## Problem statement
Type out every entry again, character for character.

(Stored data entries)

//! Bot module for handling Telegram interactions
//!
//! This module is split into several submodules for better organization:
//! - `router`: Maps inbound updates to handlers, consulting session state
//! - `auth`: Phone-number authentication flow
//! - `callback_handler`: Handles inline keyboard callback queries
//! - `ui_builder`: Creates keyboards and formats messages
//!
//! This file holds the transport boundary: teloxide updates are reduced to
//! [`Inbound`] values, handlers return [`Outbound`] values, and the entry
//! functions below do the actual sending plus the validation-error rescue.

pub mod auth;
pub mod callback_handler;
pub mod router;
pub mod ui_builder;

pub use router::handle_update;

use anyhow::Result;
use std::sync::Arc;
use teloxide::payloads::SendMessageSetters;
use teloxide::prelude::*;
use teloxide::types::ReplyMarkup;
use tracing::{debug, error, warn};

use crate::directory::{Directory, DomainError, PgDirectory};
use crate::localization::t_lang;
use crate::session::SessionStore;

/// An inbound update, reduced to the shape the router dispatches on.
#[derive(Debug, Clone, PartialEq, Eq)]
pub enum Inbound {
    /// A `/command` message, arguments split on whitespace.
    Command { name: String, args: Vec<String> },
    /// Free text, possibly a reply and possibly carrying a shared contact.
    Text { text: String, replied_to: Option<String>, contact: Option<String> },
    /// An inline-button tap echoing its payload.
    Callback { payload: String },
}

/// One outbound chat message.
#[derive(Debug, Clone)]
pub struct Outbound {
    pub text: String,
    pub reply_markup: Option<ReplyMarkup>,
}

impl Outbound {
    pub fn plain(text: impl Into<String>) -> Self {
        Self { text: text.into(), reply_markup: None }
    }

    pub fn with_markup(text: impl Into<String>, reply_markup: ReplyMarkup) -> Self {
        Self { text: text.into(), reply_markup: Some(reply_markup) }
    }
}

/// Reduce a Telegram message to an [`Inbound`], or `None` for message kinds
/// the bot does not handle (photos, stickers, ...).
pub fn classify(msg: &Message) -> Option<Inbound> {
    if let Some(contact) = msg.contact() {
        return Some(Inbound::Text {
            text: msg.text().unwrap_or_default().to_string(),
            replied_to: replied_to_text(msg),
            contact: Some(contact.phone_number.clone()),
        });
    }

    let text = msg.text()?;
    if text.starts_with('/') {
        if let Some((name, args)) = parse_command(text) {
            return Some(Inbound::Command { name, args });
        }
    }

    Some(Inbound::Text {
        text: text.to_string(),
        replied_to: replied_to_text(msg),
        contact: None,
    })
}

fn replied_to_text(msg: &Message) -> Option<String> {
    msg.reply_to_message().and_then(|replied| replied.text()).map(ToString::to_string)
}

fn parse_command(text: &str) -> Option<(String, Vec<String>)> {
    let mut parts = text.split_whitespace();
    let first = parts.next()?;
    let name = first.strip_prefix('/')?;
    // Commands in groups arrive as /command@bot_name.
    let name = name.split('@').next().unwrap_or(name);
    if name.is_empty() {
        return None;
    }

    Some((name.to_lowercase(), parts.map(str::to_string).collect()))
}

/// Entry point for message updates.
pub async fn message_entry(
    bot: Bot,
    msg: Message,
    directory: Arc<PgDirectory>,
    sessions: SessionStore,
) -> Result<()> {
    let Some(inbound) = classify(&msg) else {
        debug!(user_id = %msg.chat.id, "Ignoring unsupported message type");
        return Ok(());
    };

    let language_code = msg
        .from
        .as_ref()
        .and_then(|user| user.language_code.as_ref())
        .map(|s| s.as_str());

    process(&bot, msg.chat.id, inbound, directory.as_ref(), &sessions, language_code).await
}

/// Entry point for callback-query updates.
pub async fn callback_entry(
    bot: Bot,
    q: CallbackQuery,
    directory: Arc<PgDirectory>,
    sessions: SessionStore,
) -> Result<()> {
    let chat_id = match q.message.as_ref() {
        Some(message) => message.chat().id,
        None => ChatId(q.from.id.0 as i64),
    };
    let language_code = q.from.language_code.as_deref();

    let result = match q.data {
        Some(payload) => {
            process(
                &bot,
                chat_id,
                Inbound::Callback { payload },
                directory.as_ref(),
                &sessions,
                language_code,
            )
            .await
        }
        None => Ok(()),
    };

    // Always clear the client-side loading state, even after a failure.
    bot.answer_callback_query(q.id).await?;

    result
}

async fn process<D: Directory>(
    bot: &Bot,
    chat_id: ChatId,
    inbound: Inbound,
    directory: &D,
    sessions: &SessionStore,
    language_code: Option<&str>,
) -> Result<()> {
    match router::handle_update(directory, sessions, chat_id, inbound, language_code).await {
        Ok(outbound) => deliver(bot, chat_id, outbound).await,
        Err(error) => match error.downcast_ref::<DomainError>() {
            Some(DomainError::Validation(message)) => {
                warn!(user_id = %chat_id, error = %message, "Domain validation failed");
                let banner =
                    format!("{} \n\n{}", t_lang("error-prefix", language_code), message);
                bot.send_message(chat_id, banner).await?;
                Ok(())
            }
            _ => {
                error!(user_id = %chat_id, error = %error, "Update handling failed");
                Err(error)
            }
        },
    }
}

async fn deliver(bot: &Bot, chat_id: ChatId, outbound: Vec<Outbound>) -> Result<()> {
    for message in outbound {
        let request = bot.send_message(chat_id, message.text);
        match message.reply_markup {
            Some(markup) => request.reply_markup(markup).await?,
            None => request.await?,
        };
    }
    Ok(())
}

#[cfg(test)]
mod tests {
    use super::*;

    #[test]
    fn test_parse_command() {
        assert_eq!(parse_command("/start"), Some(("start".to_string(), vec![])));
        assert_eq!(
            parse_command("/search cab franc"),
            Some(("search".to_string(), vec!["cab".to_string(), "franc".to_string()]))
        );
        assert_eq!(
            parse_command("/list@winery_bot"),
            Some(("list".to_string(), vec![]))
        );
        assert_eq!(parse_command("/"), None);
    }

    #[test]
    fn test_outbound_constructors() {
        let plain = Outbound::plain("hello");
        assert_eq!(plain.text, "hello");
        assert!(plain.reply_markup.is_none());

        let markup = Outbound::with_markup(
            "hi",
            ReplyMarkup::KeyboardRemove(teloxide::types::KeyboardRemove::new()),
        );
        assert!(markup.reply_markup.is_some());
    }
}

## Task response
//! Bot module for handling Telegram interactions
//!
//! This module is split into several submodules for better organization:
//! - `router`: Maps inbound updates to handlers, consulting session state
//! - `auth`: Phone-number authentication flow
//! - `callback_handler`: Handles inline keyboard callback queries
//! - `ui_builder`: Creates keyboards and formats messages
//!
//! This file holds the transport boundary: teloxide updates are reduced to
//! [`Inbound`] values, handlers return [`Outbound`] values, and the entry
//! functions below do the actual sending plus the validation-error rescue.

pub mod auth;
pub mod callback_handler;
pub mod router;
pub mod ui_builder;

pub use router::handle_update;

use anyhow::Result;
use std::sync::Arc;
use teloxide::payloads::SendMessageSetters;
use teloxide::prelude::*;
use teloxide::types::ReplyMarkup;
use tracing::{debug, error, warn};

use crate::directory::{Directory, DomainError, PgDirectory};
use crate::localization::t_lang;
use crate::session::SessionStore;

/// An inbound update, reduced to the shape the router dispatches on.
#[derive(Debug, Clone, PartialEq, Eq)]
pub enum Inbound {
    /// A `/command` message, arguments split on whitespace.
    Command { name: String, args: Vec<String> },
    /// Free text, possibly a reply and possibly carrying a shared contact.
    Text { text: String, replied_to: Option<String>, contact: Option<String> },
    /// An inline-button tap echoing its payload.
    Callback { payload: String },
}

/// One outbound chat message.
#[derive(Debug, Clone)]
pub struct Outbound {
    pub text: String,
    pub reply_markup: Option<ReplyMarkup>,
}

impl Outbound {
    pub fn plain(text: impl Into<String>) -> Self {
        Self { text: text.into(), reply_markup: None }
    }

    pub fn with_markup(text: impl Into<String>, reply_markup: ReplyMarkup) -> Self {
        Self { text: text.into(), reply_markup: Some(reply_markup) }
    }
}

/// Reduce a Telegram message to an [`Inbound`], or `None` for message kinds
/// the bot does not handle (photos, stickers, ...).
pub fn classify(msg: &Message) -> Option<Inbound> {
    if let Some(contact) = msg.contact() {
        return Some(Inbound::Text {
            text: msg.text().unwrap_or_default().to_string(),
            replied_to: replied_to_text(msg),
            contact: Some(contact.phone_number.clone()),
        });
    }

    let text = msg.text()?;
    if text.starts_with('/') {
        if let Some((name, args)) = parse_command(text) {
            return Some(Inbound::Command { name, args });
        }
    }

    Some(Inbound::Text {
        text: text.to_string(),
        replied_to: replied_to_text(msg),
        contact: None,
    })
}

fn replied_to_text(msg: &Message) -> Option<String> {
    msg.reply_to_message().and_then(|replied| replied.text()).map(ToString::to_string)
}

fn parse_command(text: &str) -> Option<(String, Vec<String>)> {
    let mut parts = text.split_whitespace();
    let first = parts.next()?;
    let name = first.strip_prefix('/')?;
    // Commands in groups arrive as /command@bot_name.
    let name = name.split('@').next().unwrap_or(name);
    if name.is_empty() {
        return None;
    }

    Some((name.to_lowercase(), parts.map(str::to_string).collect()))
}

/// Entry point for message updates.
pub async fn message_entry(
    bot: Bot,
    msg: Message,
    directory: Arc<PgDirectory>,
    sessions: SessionStore,
) -> Result<()> {
    let Some(inbound) = classify(&msg) else {
        debug!(user_id = %msg.chat.id, "Ignoring unsupported message type");
        return Ok(());
    };

    let language_code = msg
        .from
        .as_ref()
        .and_then(|user| user.language_code.as_ref())
        .map(|s| s.as_str());

    process(&bot, msg.chat.id, inbound, directory.as_ref(), &sessions, language_code).await
}

/// Entry point for callback-query updates.
pub async fn callback_entry(
    bot: Bot,
    q: CallbackQuery,
    directory: Arc<PgDirectory>,
    sessions: SessionStore,
) -> Result<()> {
    let chat_id = match q.message.as_ref() {
        Some(message) => message.chat().id,
        None => ChatId(q.from.id.0 as i64),
    };
    let language_code = q.from.language_code.as_deref();

    let result = match q.data {
        Some(payload) => {
            process(
                &bot,
                chat_id,
                Inbound::Callback { payload },
                directory.as_ref(),
                &sessions,
                language_code,
            )
            .await
        }
        None => Ok(()),
    };

    // Always clear the client-side loading state, even after a failure.
    bot.answer_callback_query(q.id).await?;

    result
}

async fn process<D: Directory>(
    bot: &Bot,
    chat_id: ChatId,
    inbound: Inbound,
    directory: &D,
    sessions: &SessionStore,
    language_code: Option<&str>,
) -> Result<()> {
    match router::handle_update(directory, sessions, chat_id, inbound, language_code).await {
        Ok(outbound) => deliver(bot, chat_id, outbound).await,
        Err(error) => match error.downcast_ref::<DomainError>() {
            Some(DomainError::Validation(message)) => {
                warn!(user_id = %chat_id, error = %message, "Domain validation failed");
                let banner =
                    format!("{} \n\n{}", t_lang("error-prefix", language_code), message);
                bot.send_message(chat_id, banner).await?;
                Ok(())
            }
            _ => {
                error!(user_id = %chat_id, error = %error, "Update handling failed");
                Err(error)
            }
        },
    }
}

async fn deliver(bot: &Bot, chat_id: ChatId, outbound: Vec<Outbound>) -> Result<()> {
    for message in outbound {
        let request = bot.send_message(chat_id, message.text);
        match message.reply_markup {
            Some(markup) => request.reply_markup(markup).await?,
            None => request.await?,
        };
    }
    Ok(())
}

#[cfg(test)]
mod tests {
    use super::*;

    #[test]
    fn test_parse_command() {
        assert_eq!(parse_command("/start"), Some(("start".to_string(), vec![])));
        assert_eq!(
            parse_command("/search cab franc"),
            Some(("search".to_string(), vec!["cab".to_string(), "franc".to_string()]))
        );
        assert_eq!(
            parse_command("/list@winery_bot"),
            Some(("list".to_string(), vec![]))
        );
        assert_eq!(parse_command("/"), None);
    }

    #[test]
    fn test_outbound_constructors() {
        let plain = Outbound::plain("hello");
        assert_eq!(plain.text, "hello");
        assert!(plain.reply_markup.is_none());

        let markup = Outbound::with_markup(
            "hi",
            ReplyMarkup::KeyboardRemove(teloxide::types::KeyboardRemove::new()),
        );
        assert!(markup.reply_markup.is_some());
    }
}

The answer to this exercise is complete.